### EXERCISE GOAL
Scan the lines below for the word "push". Copy each line you find it in.

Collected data
○ ○ ○ ○

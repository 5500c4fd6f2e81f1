#![allow(dead_code)]

use std::path::{Path, PathBuf};

use arrow::array::{Array, Int64Array, RecordBatch, StringArray};
use parquet::arrow::arrow_reader::ParquetRecordBatchReaderBuilder;
use serde_json::json;

pub type TestResult<T = ()> = Result<T, Box<dyn std::error::Error>>;

/// Reference timestamp: 2018-11-02 01:25:34 UTC (a Friday).
pub const TS: i64 = 1_541_121_934_796;

pub fn catalog_line(
    song_id: &str,
    title: &str,
    artist_id: &str,
    artist_name: &str,
    duration: f64,
    year: i64,
) -> String {
    json!({
        "num_songs": 1,
        "song_id": song_id,
        "title": title,
        "artist_id": artist_id,
        "artist_name": artist_name,
        "artist_location": "",
        "artist_latitude": null,
        "artist_longitude": null,
        "year": year,
        "duration": duration,
    })
    .to_string()
}

pub fn play_line(user_id: &str, song: &str, artist: &str, length: f64, ts: i64) -> String {
    json!({
        "artist": artist,
        "auth": "Logged In",
        "firstName": "Test",
        "gender": "F",
        "itemInSession": 0,
        "lastName": "User",
        "length": length,
        "level": "free",
        "location": "NY",
        "method": "PUT",
        "page": "NextSong",
        "sessionId": 1,
        "song": song,
        "status": 200,
        "ts": ts,
        "userAgent": "x",
        "userId": user_id,
    })
    .to_string()
}

pub fn page_line(user_id: &str, page: &str, ts: i64) -> String {
    json!({
        "artist": null,
        "firstName": "Test",
        "lastName": "User",
        "gender": "F",
        "length": null,
        "level": "free",
        "page": page,
        "sessionId": 1,
        "song": null,
        "ts": ts,
        "userId": user_id,
    })
    .to_string()
}

pub fn write_lines(root: &Path, rel: &str, lines: &[String]) -> TestResult {
    let abs = root.join(rel);
    if let Some(parent) = abs.parent() {
        std::fs::create_dir_all(parent)?;
    }
    let mut body = lines.join("\n");
    body.push('\n');
    std::fs::write(abs, body)?;
    Ok(())
}

/// Every Parquet file under `dir`, as (path relative to `dir`, batches).
pub fn read_table(dir: &Path) -> TestResult<Vec<(PathBuf, Vec<RecordBatch>)>> {
    let mut files = Vec::new();
    collect_parquet(dir, &mut files)?;
    files.sort();

    let mut out = Vec::new();
    for path in files {
        let file = std::fs::File::open(&path)?;
        let reader = ParquetRecordBatchReaderBuilder::try_new(file)?.build()?;
        let batches = reader.collect::<Result<Vec<_>, _>>()?;
        out.push((path.strip_prefix(dir)?.to_path_buf(), batches));
    }
    Ok(out)
}

fn collect_parquet(dir: &Path, out: &mut Vec<PathBuf>) -> TestResult {
    for entry in std::fs::read_dir(dir)? {
        let path = entry?.path();
        if path.is_dir() {
            collect_parquet(&path, out)?;
        } else if path.extension().is_some_and(|e| e == "parquet") {
            out.push(path);
        }
    }
    Ok(())
}

pub fn row_count(table: &[(PathBuf, Vec<RecordBatch>)]) -> usize {
    table
        .iter()
        .flat_map(|(_, batches)| batches)
        .map(|b| b.num_rows())
        .sum()
}

pub fn strings(batch: &RecordBatch, column: &str) -> TestResult<Vec<Option<String>>> {
    let idx = batch.schema().index_of(column)?;
    let array = batch
        .column(idx)
        .as_any()
        .downcast_ref::<StringArray>()
        .ok_or_else(|| format!("column {column} is not Utf8"))?;
    Ok((0..array.len())
        .map(|i| (!array.is_null(i)).then(|| array.value(i).to_string()))
        .collect())
}

pub fn ints(batch: &RecordBatch, column: &str) -> TestResult<Vec<Option<i64>>> {
    let idx = batch.schema().index_of(column)?;
    let array = batch
        .column(idx)
        .as_any()
        .downcast_ref::<Int64Array>()
        .ok_or_else(|| format!("column {column} is not Int64"))?;
    Ok(array.iter().collect())
}

/// Concatenated values of a string column across every file of a table.
pub fn all_strings(
    table: &[(PathBuf, Vec<RecordBatch>)],
    column: &str,
) -> TestResult<Vec<Option<String>>> {
    let mut out = Vec::new();
    for (_, batches) in table {
        for batch in batches {
            out.extend(strings(batch, column)?);
        }
    }
    Ok(out)
}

○ ○ ○ ○

### ANSWER AREA
    body.push('\n');
        out.push((path.strip_prefix(dir)?.to_path_buf(), batches));
            out.push(path);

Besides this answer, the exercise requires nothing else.